Quality of Life Analysis in Patients with AA Using the QLQ-AA/PNH-54 at Initial Diagnosis of AA - a Registry Based Analysis

Objectives: Aplastic anemia (AA) and paroxysmal nocturnal hemoglobinuria (PNH) are ultra-rare, acquired bone marrow failure syndromes (BMFS) with need for long-term care and high morbidity despite recent therapeutic advances. There is a lack of disease-specific assessment tools of quality of life (QoL) in AA/PNH patients. So far, QoL has mostly been estimated according to surrogate parameters (e.g. blood counts, transfusion dependence or toxicity of treatment in AA patients) or has been assessed with tools specifically designed for cancer patients (e.g. EORTC Quality of Life Questionnaire QLQ-C30) or with tools focusing on fatigue (e.g. Functional Assessment of Chronic Illness Therapy, FACIT-Fatigue, PNH patients). Therefore, the QLQ-AA/PNH-54 has been developed to allow a patient tailored QoL assessment in patients with AA or PNH. Here, we present the first descriptive data of the QLQ-AA/PNH-54 of 74 AA patients at the timepoint of initial diagnosis collected between 2018 and 2020 (prior to the SARS-CoV-2 pandemic).

Methods: The QLQ-AA/PNH-54 was designed, psychometrically validated, and is currently finally validated for PNH within the IPIG (international PNH interest group)-registry. Parallel to this process, the tool was implemented within the Aachen AA/BMF registry as an instrument for real-life QoL evaluation in AA patients. In total, 54 QoL items regarding physical functioning (21 items), psychological aspects (26 items) and health care related issues (7 items) are comprised. Patients rank the occurrence of each item within the last 14 days on a scale between 0 and 3 (0 = did not occur, 1 = low, 2 = moderate, 3 = severe).

Results: 74 AA patients (37 female/ 37 male, mean/median/range age 38.42/ 35.47/ 11-73 years) were included. Patients were diagnosed with nsAA (n=11), sAA (n=23), vsAA (n=18), AA NOS (n=20) and AA/PNH-Overlap (n=2), respectively. Broken down into different functional scales, the most frequently and highest rated scales concerned psychosocial aspects (> 60 % of the patients scored 1-3; > 30% of the patients scored 3). Patients were especially burdened by worries and uncertainties with regards to their future, activity planning security and need for cautiousness in everyday life. Tiredness was the major symptom reported in relation to physical functioning. Patients often feared deterioration of their blood results as the most important health care-related issue. In comparison, low occurrence of pain, orthostatic dysregulation, susceptibility for infections, dyspnea, sleep disturbance and tendency to bleed was reported regarding physical functioning (scored 0 by over 40 to over 50 % of the patients). Similarly, low scores were reported for impairment of activities of daily life in terms of completion of household tasks and hobbies or loss of physical attraction.

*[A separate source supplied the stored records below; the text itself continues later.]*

use crate::iter::{Iter, IterMut};

/// Lock-step traversal of a mutable cursor and a shared one.
///
/// Both cursors walk row-major storage of equally shaped matrices, so
/// position `p` of one lines up with position `p` of the other.
pub struct Zip<'a, 'b, A, B> {
    a: IterMut<'a, A>,
    b: Iter<'b, B>,
}

impl<'a, 'b, A, B> Zip<'a, 'b, A, B> {
    pub fn new(a: IterMut<'a, A>, b: Iter<'b, B>) -> Zip<'a, 'b, A, B> {
        Self { a, b }
    }

    pub fn ops<F>(self, mut f: F)
    where
        F: FnMut((&'a mut A, &'b B)),
    {
        for t in self {
            f(t);
        }
    }
}

impl<'a, 'b, A, B> Iterator for Zip<'a, 'b, A, B> {
    type Item = (&'a mut A, &'b B);

    #[inline]
    fn next(&mut self) -> Option<Self::Item> {
        let x = self.a.next()?;
        let y = self.b.next()?;
        Some((x, y))
    }

    #[inline]
    fn size_hint(&self) -> (usize, Option<usize>) {
        let n = self.a.len().min(self.b.len());
        (n, Some(n))
    }
}

pub(crate) fn convert_iopsf<A: Copy, B: Copy>(
    mut f: impl FnMut(A, B) -> A,
) -> impl FnMut((&mut A, &B)) {
    move |(x, y)| *x = f(*x, *y)
}

#[cfg(test)]
mod tests {
    use super::*;

    #[test]
    fn test_zip() {
        let mut a = vec![1, 2, 3, 4];
        let b = vec![10, 20, 30, 40];
        Zip::new(IterMut::new(&mut a), Iter::new(&b)).ops(convert_iopsf(|x, y| x + y));
        assert_eq!(a, vec![11, 22, 33, 44]);
    }

    #[test]
    fn test_zip_mixed_types() {
        let mut a = vec![1.5f64, 2.5];
        let b = vec![2u8, 4];
        Zip::new(IterMut::new(&mut a), Iter::new(&b)).ops(|(x, y)| *x *= f64::from(*y));
        assert_eq!(a, vec![3.0, 10.0]);
    }
}
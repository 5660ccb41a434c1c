use crate::error::{MError, MResult};
use crate::zip::{convert_iopsf, Zip};
use crate::{Matrix, Scalar};

impl<T: Scalar> Matrix<T> {
    /// Replaces every element `x` with `op(x)`, in storage order.
    pub fn transform<F>(&mut self, mut op: F) -> &mut Self
    where
        F: FnMut(T) -> T,
    {
        self.iter_mut().for_each(|x| *x = op(*x));
        self
    }

    /// Replaces every element `x` with `op(x, y)` where `y` is the element
    /// of `other` at the same position. Both shapes must match.
    pub fn transform_with<F>(&mut self, other: &Matrix<T>, op: F) -> MResult<()>
    where
        F: FnMut(T, T) -> T,
    {
        self.check_same_shape(other, "transform_with")?;
        Zip::new(self.iter_mut(), other.iter()).ops(convert_iopsf(op));
        Ok(())
    }

    /// Overwrites every element with successive results of `op`.
    pub fn generate<F>(&mut self, mut op: F) -> &mut Self
    where
        F: FnMut() -> T,
    {
        self.iter_mut().for_each(|x| *x = op());
        self
    }

    pub fn add_scalar(&mut self, k: T) -> &mut Self {
        self.transform(|x| x._add(k))
    }

    pub fn sub_scalar(&mut self, k: T) -> &mut Self {
        self.transform(|x| x._sub(k))
    }

    pub fn mul_scalar(&mut self, k: T) -> &mut Self {
        self.transform(|x| x._mul(k))
    }

    /// Divides every element by `k`.
    ///
    /// Integral matrices reject a zero divisor. Floating matrices follow
    /// IEEE semantics and produce infinities or NaN.
    pub fn div_scalar(&mut self, k: T) -> MResult<()> {
        if T::is_integral() && k == T::zero() {
            log::debug!("div_scalar: zero divisor on {:?} matrix", T::DTYPE);
            return Err(MError::DivideByZero(T::DTYPE));
        }
        self.transform(|x| x._div(k));
        Ok(())
    }

    pub fn add_matrix(&mut self, other: &Matrix<T>) -> MResult<()> {
        self.check_same_shape(other, "add")?;
        self.transform_with(other, T::_add)
    }

    pub fn sub_matrix(&mut self, other: &Matrix<T>) -> MResult<()> {
        self.check_same_shape(other, "sub")?;
        self.transform_with(other, T::_sub)
    }

    /// [`add_matrix`](Matrix::add_matrix) with a right-hand side of another
    /// scalar kind. Every element of `other` is converted before `self` is
    /// touched.
    pub fn add_matrix_from<U: Scalar>(&mut self, other: &Matrix<U>) -> MResult<()> {
        self.check_same_shape(other, "add")?;
        let other = other.try_convert_to::<T>()?;
        self.add_matrix(&other)
    }

    pub fn sub_matrix_from<U: Scalar>(&mut self, other: &Matrix<U>) -> MResult<()> {
        self.check_same_shape(other, "sub")?;
        let other = other.try_convert_to::<T>()?;
        self.sub_matrix(&other)
    }

    pub fn zero(&mut self) -> &mut Self {
        self.generate(T::zero)
    }

    pub fn fill(&mut self, value: T) -> &mut Self {
        self.generate(|| value)
    }

    pub fn to_identity(&mut self) -> MResult<()> {
        self.check_square("to_identity")?;
        let n = self.cols;
        let mut i = 0;
        self.generate(|| {
            let v = if i % (n + 1) == 0 { T::one() } else { T::zero() };
            i += 1;
            v
        });
        Ok(())
    }

    pub fn round(&mut self) -> &mut Self {
        self.transform(T::_round)
    }

    pub fn floor(&mut self) -> &mut Self {
        self.transform(T::_floor)
    }

    pub fn ceil(&mut self) -> &mut Self {
        self.transform(T::_ceil)
    }

    pub fn sum(&self) -> T {
        self.iter().fold(T::zero(), |acc, &x| acc._add(x))
    }
}

macro_rules! impl_binary_op {
    ($trt:ident, $mth:ident, $imth:ident) => {
        impl<T: Scalar> std::ops::$trt<&Matrix<T>> for Matrix<T> {
            type Output = MResult<Matrix<T>>;
            fn $mth(mut self, rhs: &Matrix<T>) -> Self::Output {
                self.$imth(rhs)?;
                Ok(self)
            }
        }

        impl<T: Scalar> std::ops::$trt<Matrix<T>> for Matrix<T> {
            type Output = MResult<Matrix<T>>;
            fn $mth(mut self, rhs: Matrix<T>) -> Self::Output {
                self.$imth(&rhs)?;
                Ok(self)
            }
        }

        impl<T: Scalar> std::ops::$trt<&Matrix<T>> for &Matrix<T> {
            type Output = MResult<Matrix<T>>;
            fn $mth(self, rhs: &Matrix<T>) -> Self::Output {
                self.check_same_shape(rhs, stringify!($mth))?;
                let mut out = self.clone();
                out.$imth(rhs)?;
                Ok(out)
            }
        }

        impl<T: Scalar> std::ops::$trt<Matrix<T>> for &Matrix<T> {
            type Output = MResult<Matrix<T>>;
            fn $mth(self, rhs: Matrix<T>) -> Self::Output {
                std::ops::$trt::$mth(self, &rhs)
            }
        }
    };
}

macro_rules! impl_assign_op {
    ($trt:ident, $mth:ident, $imth:ident) => {
        /// # Panics
        ///
        /// Panics when the operation is rejected; use the `Result`-returning
        /// method to handle that case.
        impl<T: Scalar> std::ops::$trt<&Matrix<T>> for Matrix<T> {
            fn $mth(&mut self, rhs: &Matrix<T>) {
                if let Err(e) = self.$imth(rhs) {
                    panic!("{}", e);
                }
            }
        }
    };
}

macro_rules! impl_scalar_op {
    ($trt:ident, $mth:ident, $imth:ident) => {
        impl<T: Scalar> std::ops::$trt<T> for Matrix<T> {
            type Output = Matrix<T>;
            fn $mth(mut self, rhs: T) -> Self::Output {
                self.$imth(rhs);
                self
            }
        }

        impl<T: Scalar> std::ops::$trt<T> for &Matrix<T> {
            type Output = Matrix<T>;
            fn $mth(self, rhs: T) -> Self::Output {
                let mut out = self.clone();
                out.$imth(rhs);
                out
            }
        }
    };
}

macro_rules! impl_scalar_assign_op {
    ($trt:ident, $mth:ident, $imth:ident) => {
        impl<T: Scalar> std::ops::$trt<T> for Matrix<T> {
            fn $mth(&mut self, rhs: T) {
                self.$imth(rhs);
            }
        }
    };
}

impl_binary_op!(Add, add, add_matrix); // +
impl_binary_op!(Sub, sub, sub_matrix); // -

impl_assign_op!(AddAssign, add_assign, add_matrix); // +=
impl_assign_op!(SubAssign, sub_assign, sub_matrix); // -=
impl_assign_op!(MulAssign, mul_assign, mul_matrix); // *=

impl_scalar_op!(Add, add, add_scalar);
impl_scalar_op!(Sub, sub, sub_scalar);
impl_scalar_op!(Mul, mul, mul_scalar);

impl_scalar_assign_op!(AddAssign, add_assign, add_scalar);
impl_scalar_assign_op!(SubAssign, sub_assign, sub_scalar);
impl_scalar_assign_op!(MulAssign, mul_assign, mul_scalar);

impl<T: Scalar> std::ops::Div<T> for Matrix<T> {
    type Output = MResult<Matrix<T>>;
    fn div(mut self, rhs: T) -> Self::Output {
        self.div_scalar(rhs)?;
        Ok(self)
    }
}

impl<T: Scalar> std::ops::Div<T> for &Matrix<T> {
    type Output = MResult<Matrix<T>>;
    fn div(self, rhs: T) -> Self::Output {
        self.clone() / rhs
    }
}

/// # Panics
///
/// Panics on an integral matrix when `rhs` is zero.
impl<T: Scalar> std::ops::DivAssign<T> for Matrix<T> {
    fn div_assign(&mut self, rhs: T) {
        if let Err(e) = self.div_scalar(rhs) {
            panic!("{}", e);
        }
    }
}
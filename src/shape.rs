use crate::buffer::OwnerSlice;
use crate::error::{MError, MResult};
use crate::{elem_count, Matrix, Scalar};
use std::fmt;

#[derive(Clone, Copy, Debug, Default, PartialEq, Eq, Hash)]
pub struct Shape {
    rows: usize,
    cols: usize,
}

impl Shape {
    pub const fn new(rows: usize, cols: usize) -> Self {
        Self { rows, cols }
    }

    pub fn rows(&self) -> usize {
        self.rows
    }

    pub fn cols(&self) -> usize {
        self.cols
    }

    pub fn dims2(&self) -> (usize, usize) {
        (self.rows, self.cols)
    }

    pub fn elem_count(&self) -> usize {
        elem_count(self.rows, self.cols)
    }

    pub fn is_square(&self) -> bool {
        self.rows == self.cols
    }

    pub fn transposed(&self) -> Shape {
        Shape::new(self.cols, self.rows)
    }
}

impl From<(usize, usize)> for Shape {
    fn from((rows, cols): (usize, usize)) -> Self {
        Shape::new(rows, cols)
    }
}

impl fmt::Display for Shape {
    fn fmt(&self, f: &mut fmt::Formatter<'_>) -> fmt::Result {
        write!(f, "{}x{}", self.rows, self.cols)
    }
}

impl<T: Scalar> Matrix<T> {
    pub(crate) fn check_same_shape<U: Scalar>(
        &self,
        other: &Matrix<U>,
        op: &'static str,
    ) -> MResult<()> {
        if self.shape() != other.shape() {
            log::debug!("{}: {} vs {}", op, self.shape(), other.shape());
            return Err(MError::ShapeMismatch {
                lhs: self.shape(),
                rhs: other.shape(),
                op,
            });
        }
        Ok(())
    }

    pub(crate) fn check_square(&self, op: &'static str) -> MResult<()> {
        if !self.is_square() {
            log::debug!("{}: {} is not square", op, self.shape());
            return Err(MError::NotSquare {
                shape: self.shape(),
                op,
            });
        }
        Ok(())
    }

    pub fn set_rows(&mut self, rows: usize) {
        self.resize(rows, self.cols)
    }

    pub fn set_cols(&mut self, cols: usize) {
        self.resize(self.rows, cols)
    }

    /// Changes the shape, keeping the top-left block both shapes share.
    ///
    /// Cells outside that block are zero. The new buffer is built in full
    /// before it replaces the old one.
    pub fn resize(&mut self, rows: usize, cols: usize) {
        if rows == self.rows && cols == self.cols {
            return;
        }
        log::trace!("resize {} -> {}x{}", self.shape(), rows, cols);

        let mut data = OwnerSlice::from_elem(T::zero(), elem_count(rows, cols));
        let keep_rows = self.rows.min(rows);
        let keep_cols = self.cols.min(cols);
        {
            let src = self.as_slice();
            let dst = data.as_slice_mut();
            for r in 0..keep_rows {
                let s = r * self.cols;
                let d = r * cols;
                dst[d..d + keep_cols].copy_from_slice(&src[s..s + keep_cols]);
            }
        }
        self.replace_data(rows, cols, data);
    }

    /// New matrix with rows and columns exchanged; `self` is unchanged.
    pub fn transpose(&self) -> Matrix<T> {
        let (rows, cols) = self.shape().dims2();
        let mut out = Matrix::new(cols, rows);
        {
            let src = self.as_slice();
            let dst = out.as_mut_slice();
            for r in 0..rows {
                for c in 0..cols {
                    dst[c * rows + r] = src[r * cols + c];
                }
            }
        }
        out
    }

    pub fn transpose_in_place(&mut self) -> &mut Self {
        *self = self.transpose();
        self
    }
}

#[cfg(test)]
mod tests {
    use super::*;

    fn init() {
        let _ = env_logger::builder().is_test(true).try_init();
    }

    #[test]
    fn test_shape() {
        let s = Shape::from((2, 3));
        assert_eq!(s.to_string(), "2x3");
        assert_eq!(s.elem_count(), 6);
        assert_eq!(s.transposed(), Shape::new(3, 2));
        assert!(!s.is_square());
    }

    #[test]
    fn test_resize_grow() {
        init();
        let mut m = matrix![[1, 2], [3, 4]];
        m.resize(3, 3);
        assert_eq!(
            m.to_nested_vec(),
            vec![vec![1, 2, 0], vec![3, 4, 0], vec![0, 0, 0]]
        );
    }

    #[test]
    fn test_resize_shrink() {
        init();
        let mut m = Matrix::<f64>::identity(3, 3).unwrap();
        m.resize(2, 2);
        assert_eq!(m.to_nested_vec(), vec![vec![1.0, 0.0], vec![0.0, 1.0]]);
    }

    #[test]
    fn test_set_rows_cols() {
        let mut m = matrix![[1, 2, 3], [4, 5, 6]];
        m.set_rows(1);
        assert_eq!(m.to_vec(), vec![1, 2, 3]);
        m.set_cols(4);
        assert_eq!(m.to_vec(), vec![1, 2, 3, 0]);
        m.set_rows(2);
        assert_eq!(m.to_nested_vec(), vec![vec![1, 2, 3, 0], vec![0, 0, 0, 0]]);
    }

    #[test]
    fn test_resize_noop_keeps_buffer() {
        let mut m = matrix![[1u8, 2], [3, 4]];
        let before = m.as_slice().as_ptr();
        m.resize(2, 2);
        assert_eq!(m.as_slice().as_ptr(), before);
    }

    #[test]
    fn test_resize_to_zero() {
        let mut m = matrix![[1, 2], [3, 4]];
        m.set_cols(0);
        assert_eq!(m.shape(), Shape::new(2, 0));
        assert!(m.data().is_none());
        m.set_cols(2);
        assert_eq!(m.to_vec(), vec![0, 0, 0, 0]);
    }

    #[test]
    fn test_transpose() {
        let m = matrix![[1, 2, 3], [4, 5, 6]];
        let t = m.transpose();
        assert_eq!(t.shape(), Shape::new(3, 2));
        assert_eq!(t.to_nested_vec(), vec![vec![1, 4], vec![2, 5], vec![3, 6]]);
        assert_eq!(m.shape(), Shape::new(2, 3));

        let mut m = m;
        m.transpose_in_place();
        assert_eq!(m.to_vec(), t.to_vec());
    }

    #[test]
    fn test_shape_mismatch() {
        let a = Matrix::<i32>::new(2, 2);
        let b = Matrix::<f32>::new(2, 3);
        assert_eq!(
            a.check_same_shape(&b, "add"),
            Err(MError::ShapeMismatch {
                lhs: Shape::new(2, 2),
                rhs: Shape::new(2, 3),
                op: "add"
            })
        );
        assert!(b.check_square("to_identity").is_err());
    }
}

Conclusion: QoL of AA patients at initial diagnosis was mainly impaired by tiredness and a high psychological burden. Interestingly, complications frequently feared and highlighted by treating physicians had a minor impact on patients' QoL. These results emphasize the importance of further QoL analysis from patient view and recommend to especially focus on the psychological burden of AA patients in patient communication at initial diagnosis.